#### [Dataset entries]
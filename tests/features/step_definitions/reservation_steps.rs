//! Reservation request step definitions

use cucumber::{given, then, when};
use serde_json::{json, Value};

use crate::common::{ReservationFactory, ReservationFixtures};
use crate::features::support::TestWorld;

#[given("a pending reservation exists")]
async fn pending_reservation(world: &mut TestWorld) {
    let reservation = ReservationFactory::new().create(world.app().await).await;
    world
        .ids
        .insert("reservation".to_string(), reservation.id.to_string());
}

#[when(expr = "a visitor requests a reservation for {string} {int} days from now")]
async fn request_reservation(world: &mut TestWorld, organization: String, days: i64) {
    let mut body = ReservationFixtures::request(days);
    body["organization"] = json!(organization);
    world.token = None;
    let response: Value = world
        .post("/events/reservations/create/", body)
        .await
        .json();
    if let Some(id) = response["id"].as_str() {
        world.ids.insert("reservation".to_string(), id.to_string());
    }
}

#[when(expr = "a visitor requests a reservation with {int} minimum and {int} maximum people")]
async fn request_with_headcount(world: &mut TestWorld, min: i64, max: i64) {
    let mut body = ReservationFixtures::request(5);
    body["min_people"] = json!(min.to_string());
    body["max_people"] = json!(max.to_string());
    world.token = None;
    world.post("/events/reservations/create/", body).await;
}

#[when(expr = "I set the reservation status to {string}")]
async fn set_status(world: &mut TestWorld, status: String) {
    let id = world.id("reservation");
    world
        .post(
            "/admin/api/reservation/status/",
            json!({ "reservation_id": id, "status": status }),
        )
        .await;
}

#[then(expr = "the reservation status should be {string}")]
async fn reservation_status(world: &mut TestWorld, status: String) {
    let body: Value = world.response().json();
    assert_eq!(body["status"], status.as_str());
}

async fn public_reservations(world: &mut TestWorld) -> Vec<Value> {
    world.app().await.get("/events/reservations/").await.json()
}

#[then(expr = "the public reservation list should contain {int} reservation(s)")]
async fn public_list_count(world: &mut TestWorld, count: usize) {
    assert_eq!(public_reservations(world).await.len(), count);
}

#[then("the public reservation list should be empty")]
async fn public_list_empty(world: &mut TestWorld) {
    assert!(public_reservations(world).await.is_empty());
}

#### [TO DO]
Exact duplication of all the data above is expected.

#### [TASK RESPONSE]
filename tests/features/step_definitions/reservation_steps.rs
//! Reservation request step definitions

use cucumber::{given, then, when};
use serde_json::{json, Value};

use crate::common::{ReservationFactory, ReservationFixtures};
use crate::features::support::TestWorld;

#[given("a pending reservation exists")]
async fn pending_reservation(world: &mut TestWorld) {
    let reservation = ReservationFactory::new().create(world.app().await).await;
    world
        .ids
        .insert("reservation".to_string(), reservation.id.to_string());
}

#[when(expr = "a visitor requests a reservation for {string} {int} days from now")]
async fn request_reservation(world: &mut TestWorld, organization: String, days: i64) {
    let mut body = ReservationFixtures::request(days);
    body["organization"] = json!(organization);
    world.token = None;
    let response: Value = world
        .post("/events/reservations/create/", body)
        .await
        .json();
    if let Some(id) = response["id"].as_str() {
        world.ids.insert("reservation".to_string(), id.to_string());
    }
}

#[when(expr = "a visitor requests a reservation with {int} minimum and {int} maximum people")]
async fn request_with_headcount(world: &mut TestWorld, min: i64, max: i64) {
    let mut body = ReservationFixtures::request(5);
    body["min_people"] = json!(min.to_string());
    body["max_people"] = json!(max.to_string());
    world.token = None;
    world.post("/events/reservations/create/", body).await;
}

#[when(expr = "I set the reservation status to {string}")]
async fn set_status(world: &mut TestWorld, status: String) {
    let id = world.id("reservation");
    world
        .post(
            "/admin/api/reservation/status/",
            json!({ "reservation_id": id, "status": status }),
        )
        .await;
}

#[then(expr = "the reservation status should be {string}")]
async fn reservation_status(world: &mut TestWorld, status: String) {
    let body: Value = world.response().json();
    assert_eq!(body["status"], status.as_str());
}

async fn public_reservations(world: &mut TestWorld) -> Vec<Value> {
    world.app().await.get("/events/reservations/").await.json()
}

#[then(expr = "the public reservation list should contain {int} reservation(s)")]
async fn public_list_count(world: &mut TestWorld, count: usize) {
    assert_eq!(public_reservations(world).await.len(), count);
}

#[then("the public reservation list should be empty")]
async fn public_list_empty(world: &mut TestWorld) {
    assert!(public_reservations(world).await.is_empty());
}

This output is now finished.